福岡市の市民グループが進めていた福島支援ショップが開店中止に追い込まれたニュースは、新聞、テレビで報じられて全国に知れ渡った。「福島からのトラックは放射能をばらまく 」などといったメールが相次ぎ、店舗を貸すオーナーが運営する市民グループに 出店をやめてほしい と断ったためだ。実はこのプロジェクト、筆者を含む仲間と福島県の農村女性グループが共同で取り組んでいる福島の農と食を再生をめざすささやかな実践に、北九州で有機農産物の生産と流通をおこなっている市民資本の事業体九州産直クラブが共鳴、市民に呼び掛け「ふくしまショッププロジェクト」を立ち上げて進めてきたものだ。福島差別の渦中に当事者の一人として身を置いてみて、その陰湿さに驚嘆すると同時に、こうしたことを許す日本の社会に暗然となった。
原発事故は地域に住む人からあらゆるものを奪ったが、なかでも土に生きる農民と海に生きる漁民は生存の基盤そのものが揺さぶられた。農業記者としてそんな現実の中に飛び込み、何かできないかと探っているときに出会ったのが福島第一原発から50キロ圏のところにある三春町の農業女性であった。三春町でJA女性部を中心に農村女性運動に取り組んでいる会沢テルさんと農村女性問題に長年取り組んでいるジャーナリストの西沢江美子さんの手引きで、首都圏のNGOや市民が三春と出会い、さらに輪は九州で有機農産物の生産・流通に取り組む九州産直クラブ、関西で活発な労働運動を展開、今年度の賃上げ分を全額東日本の震災復興支援の投じることを決めて活動している生コン関連の労働組合に広がった。

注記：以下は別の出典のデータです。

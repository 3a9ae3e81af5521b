// 🏗️ Hierarchy Builder - walk base_dir once and classify by depth
//
// depth 1 = Archdeaconry, 2 = Parish, 3 = Sub-Parish, 4 = Individual
// Deeper directories and branches that stop short of depth 4 are malformed:
// logged and skipped, never fatal.

use super::cache::HierarchyCache;
use super::node::{normalize_path, HierarchyLevel, HierarchyNode};
use crate::error::{OrganizerError, Result};
use chrono::Utc;
use sha2::{Digest, Sha256};
use std::collections::BTreeMap;
use std::path::Path;
use walkdir::{DirEntry, WalkDir};

// ============================================================================
// BUILD REPORT
// ============================================================================

#[derive(Debug, Default)]
pub struct BuildReport {
    /// Directories classified per level (after pruning)
    pub classified: BTreeMap<HierarchyLevel, usize>,

    /// Malformed entries that were skipped or pruned
    pub skipped: Vec<OrganizerError>,

    /// Entries the walk could not read
    pub errors: Vec<String>,
}

impl BuildReport {
    pub fn summary(&self) -> String {
        let count = |level| self.classified.get(&level).copied().unwrap_or(0);
        format!(
            "{} archdeaconries, {} parishes, {} sub-parishes, {} individuals ({} skipped, {} unreadable)",
            count(HierarchyLevel::Archdeaconry),
            count(HierarchyLevel::Parish),
            count(HierarchyLevel::SubParish),
            count(HierarchyLevel::Individual),
            self.skipped.len(),
            self.errors.len()
        )
    }
}

// ============================================================================
// HIERARCHY BUILDER
// ============================================================================

pub struct HierarchyBuilder {
    /// Skip directories whose name starts with '.'
    pub ignore_hidden: bool,

    /// Directory names never treated as hierarchy levels
    pub ignore_patterns: Vec<String>,
}
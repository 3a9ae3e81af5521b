// 📤 Hierarchy Export - Archdeaconry / Parish / Sub-Parish summary table
// One row per sub-parish (or per parish when it has none), sorted by path.

use super::cache::HierarchyCache;
use super::node::HierarchyLevel;
use anyhow::{Context, Result};
use serde::Serialize;
use std::path::Path;

#[derive(Debug, Clone, PartialEq, Eq, Serialize)]
pub struct HierarchyRow {
    #[serde(rename = "Archdeaconry")]
    pub archdeaconry: String,

    #[serde(rename = "Parish")]
    pub parish: String,

    #[serde(rename = "Sub-Parish")]
    pub sub_parish: String,

    #[serde(rename = "Individuals")]
    pub individuals: usize,
}

/// Flatten the cache into summary rows
pub fn summary_rows(cache: &HierarchyCache) -> Vec<HierarchyRow> {
    let mut rows = Vec::new();

    for arch in cache.nodes_at(HierarchyLevel::Archdeaconry) {
        for parish in cache.children_of(&arch.path) {
            let sub_parishes = cache.children_of(&parish.path);

            if sub_parishes.is_empty() {
                rows.push(HierarchyRow {
                    archdeaconry: arch.name().to_string(),
                    parish: parish.name().to_string(),
                    sub_parish: String::new(),
                    individuals: 0,
                });
                continue;
            }

            for sub in sub_parishes {
                rows.push(HierarchyRow {
                    archdeaconry: arch.name().to_string(),
                    parish: parish.name().to_string(),
                    sub_parish: sub.name().to_string(),
                    individuals: sub.children.len(),
                });
            }
        }
    }

    rows.sort_by(|a, b| {
        (&a.archdeaconry, &a.parish, &a.sub_parish).cmp(&(&b.archdeaconry, &b.parish, &b.sub_parish))
    });
    rows
}

/// Write the summary as CSV. Returns the number of rows written.
pub fn export_summary(cache: &HierarchyCache, path: &Path) -> Result<usize> {
    if cache.is_empty() {
        tracing::error!("Hierarchy is empty. Nothing to export to {}", path.display());
        return Ok(0);
    }

    let rows = summary_rows(cache);

    let mut wtr = csv::Writer::from_path(path)
        .with_context(|| format!("Failed to create export file: {}", path.display()))?;
    for row in &rows {
        wtr.serialize(row).context("Failed to write hierarchy row")?;
    }
    wtr.flush().context("Failed to flush hierarchy export")?;

    tracing::info!("Saved {} hierarchy rows to {}", rows.len(), path.display());
    Ok(rows.len())
}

震災と原発事故は、これまで農村の女性がコツコツと積み上げてきた、自立への試み、有機栽培や産直や直売、加工の実践を壊してしまった。三春町でも、村の女性たちは小規模な直売と加工を熱心に取り組み、国民年金プラスこの収入で暮らしを立てていた。直売・加工の崩壊はそのまま生活の崩壊につながる。いま女性たちはもう一度再生に向けて取り組みたいと歩きはじめている。大市場に向けての大きなシステムづくりではなく、そうした小さな仕組みの再生を応援したいと考えたのだ。
いくつもの新しい提案が動き出している。自分たちの生産した農産物を加工するに当たり、女性グループでは加工のエネルギーを自然エネルギーでやる方向が出されている。原発被災地の足元から、草の根の脱原発の実践がつくられようとしている。
問題は生産し、販売される農産物の安全性である。食べる側の人以上に作る側の女性 たちはそれを心配し、不安にさいなまれている。行政や農協の検査を十分活用しながら、それに加えて作る側と食べる側が共同で自主検査を行い、お互いの納得の上でだめなものは捨てることを含め、この問題を乗り越えていくことが話し合われている。
こうして動き出した第一弾が福岡市における「ふくしまショッププロジェクト」である。福岡市内の繁華街の商業施設「マリノア福岡」のいっかくにある農産物直売所「九州のムラ市場」のなかに9月17日開店をめざし、準備を進めていた。福岡市内の福島県人会や福島から避難してきている人たちがボランティアで応援する体制も作られつつあった。出店する品目は、原発事故以前の昨年収穫したもち米で作ったもちや梅干し、みそなど農家の女性たちが手作りした農産加工品で出発することになっていた。
このことが報道されたとたんに、店舗スペースを貸した企業と運営主体の九州産直クラブにメールや電話での非難の声が寄せられた。メールは十数通が寄せられたが、いずれも強い調子で福祉な支援ショップを非難するものだった。「九州に福島の物を持ち込むな」「地域に汚染が広がる」「福島のトラックが来るだけで放射能がばらまかれる」「出店をやめないなら不買運動をやる」といったものだ。
店舗の側は他の店に迷惑がかかると困ると、「ふくしまショッププロジェクト」に出店を断り、プロジェクトの側も断念せざるを得なくなった。九州産直クラブ代表で、同プロジェクトを推進してきた吉田登志夫さんは、9月8日の記者会見で、風評被害の怖さを改めて知ったと語ると同時に、「ふくしまショッププロジェクト」を断念したわけではなく、仕切り直しをして進めていくと語った。若いスタッフも、こんなことにくじけないで、腰を落ち着けてじっくりやります、と話していた。
また三春町の女性グループも、「地域で生きて、原発のない社会をめざすためにも、農の営みをあきらめないで、地道に、応援してくれる方々とともに歩みたい」と話している。